Our technologists have used their genius to correct these historic obstacles and provide us with unending choice. Meeting someone new is now a constant possibility. But this breakthrough at the level of introduction has obscured an ongoing challenge at the level of ultimate purpose: we may have become easier to meet, but we are not any easier to love.

Photo by Kev Costello on Unsplash

We remain — each one of us — highly challenging propositions for anyone to take on. All of us are riddled with psychological quirks that serve to render an ongoing relationship extremely problematic: we are impatient, prone to making unjust accusations, rife with self-pity, and unused to expressing our needs in a way they can be understood by others — just to start the list…

That we can meet so many people has beautifully obscured our ugly sides, breeding in us the charming yet misleading idea — which engulfs us any time we hit difficulties — that we are in trouble because we have not until now met ‘the right person.’ The reason why there is friction and longing has, we tell ourselves, nothing to do with certain stubborn infelicities in our own natures or paradoxes in the human condition as a whole, it is only a matter of needing to hunt further for a more reasonable candidate who will, at last, see things our way.

The promise of choice has drained us of the patience and modesty necessary to grapple with the tensions that are prone to come our way whomever we might be with. We forget that almost everyone is a charming prospect so long as we know nothing about them. Part of what it takes to be ready for love is to imagine the difficulties that we cannot, as yet, know too much about in detail; the bad moods that will lurk behind the energetic smiles, the difficult pasts that lie beneath the lustrous eyes, the tangled psyches that reside beneath a stated love of camping and the outdoors.

Even though there are hundreds of other people we might meet, there are not — in truth — so many people we could really love. Dating apps may have made it infinitely easier to connect but they haven’t helped us in any way to be more patient, imaginative, forgiving or empathetic, that is, any more adept at the arts that make any one relationship viable. Most of the issues we experience with a given candidate will therefore show up, in comparable guises, with almost anyone we might stumble upon.

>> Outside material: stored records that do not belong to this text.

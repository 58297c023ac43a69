pub mod admin;
pub mod auth;
pub mod cart;
pub mod checkout;
pub mod listings;
pub mod orders;
pub mod products;
pub mod promotions;
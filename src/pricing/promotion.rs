use chrono::{DateTime, Utc};

use super::{PricingError, Promotion};

/// Promotions addressable by redemption code.
pub trait PromotionLookup {
    /// `code` is already normalized with [`normalize_code`].
    fn find_by_code(&self, code: &str) -> Option<Promotion>;
}

impl PromotionLookup for [Promotion] {
    fn find_by_code(&self, code: &str) -> Option<Promotion> {
        self.iter()
            .find(|promotion| {
                promotion
                    .code
                    .as_deref()
                    .is_some_and(|stored| stored.eq_ignore_ascii_case(code))
            })
            .cloned()
    }
}

impl PromotionLookup for Option<Promotion> {
    fn find_by_code(&self, code: &str) -> Option<Promotion> {
        self.as_ref()
            .filter(|promotion| {
                promotion
                    .code
                    .as_deref()
                    .is_some_and(|stored| stored.eq_ignore_ascii_case(code))
            })
            .cloned()
    }
}

pub fn normalize_code(code: &str) -> String {
    code.trim().to_uppercase()
}

/// Resolve a user-entered code to a redeemable promotion.
///
/// Usage counters are left untouched; they are incremented by the checkout
/// transaction once the order is committed.
pub fn apply_promotion_code<L>(
    code: &str,
    promotions: &L,
    now: DateTime<Utc>,
) -> Result<Promotion, PricingError>
where
    L: PromotionLookup + ?Sized,
{
    let normalized = normalize_code(code);
    if normalized.is_empty() {
        return Err(PricingError::InvalidPromotion(normalized));
    }

    match promotions.find_by_code(&normalized) {
        Some(promotion) if promotion.is_redeemable_at(now) => Ok(promotion),
        _ => Err(PricingError::InvalidPromotion(normalized)),
    }
}
pub mod audit;
pub mod checkout_session;
pub mod config;
pub mod db;
pub mod dto;
pub mod entity;
pub mod error;
pub mod middleware;
pub mod models;
pub mod pricing;
pub mod response;
pub mod routes;
pub mod services;
pub mod state;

The real work we should be doing isn’t — once we have had a reasonable look around — to keep trying to meet new people; it’s to get to the root of what makes it hard to live with any one person we could alight upon.

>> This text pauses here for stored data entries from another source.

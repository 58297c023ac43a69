use axum::{
    Json, Router,
    extract::State,
    http::StatusCode,
    routing::{post, put},
};

use crate::{
    dto::{cart::CartView, checkout::ShippingRequest, orders::OrderWithItems},
    error::AppResult,
    middleware::auth::AuthUser,
    response::ApiResponse,
    services::checkout_service,
    state::AppState,
};

pub fn router() -> Router<AppState> {
    Router::new()
        .route("/shipping", put(set_shipping))
        .route("/review", post(review))
        .route("/confirm", post(confirm))
}

#[utoipa::path(
    put,
    path = "/api/checkout/shipping",
    request_body = ShippingRequest,
    responses(
        (status = 200, description = "Shipping information collected", body = ApiResponse<CartView>),
        (status = 400, description = "Empty cart or missing field"),
    ),
    security(("bearer_auth" = [])),
    tag = "Checkout"
)]
pub async fn set_shipping(
    State(state): State<AppState>,
    user: AuthUser,
    Json(payload): Json<ShippingRequest>,
) -> AppResult<Json<ApiResponse<CartView>>> {
    let resp = checkout_service::set_shipping(&state, &user, payload).await?;
    Ok(Json(resp))
}

#[utoipa::path(
    post,
    path = "/api/checkout/review",
    responses(
        (status = 200, description = "Priced order ready to confirm", body = ApiResponse<CartView>),
        (status = 400, description = "Shipping information missing"),
        (status = 422, description = "Applied promotion is no longer valid"),
    ),
    security(("bearer_auth" = [])),
    tag = "Checkout"
)]
pub async fn review(
    State(state): State<AppState>,
    user: AuthUser,
) -> AppResult<Json<ApiResponse<CartView>>> {
    let resp = checkout_service::review(&state, &user).await?;
    Ok(Json(resp))
}

#[utoipa::path(
    post,
    path = "/api/checkout/confirm",
    responses(
        (status = 201, description = "Order persisted and cart cleared", body = ApiResponse<OrderWithItems>),
        (status = 409, description = "Not reviewed, out of stock or promotion exhausted"),
        (status = 422, description = "Applied promotion is no longer valid"),
    ),
    security(("bearer_auth" = [])),
    tag = "Checkout"
)]
pub async fn confirm(
    State(state): State<AppState>,
    user: AuthUser,
) -> AppResult<(StatusCode, Json<ApiResponse<OrderWithItems>>)> {
    let resp = checkout_service::confirm(&state, &user).await?;
    Ok((StatusCode::CREATED, Json(resp)))
}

We will be ready for love when we surrender some of our excited sense of possibility and recognise that though we might have many choices, we don’t — in reality — have so many options. It may sound dark, but this will, in its own way, be a liberating realisation that can help us redirect our energies away from the exhausting circuit of new encounters towards a search for the kind of mutual emotional maturity on which true love can one day be built.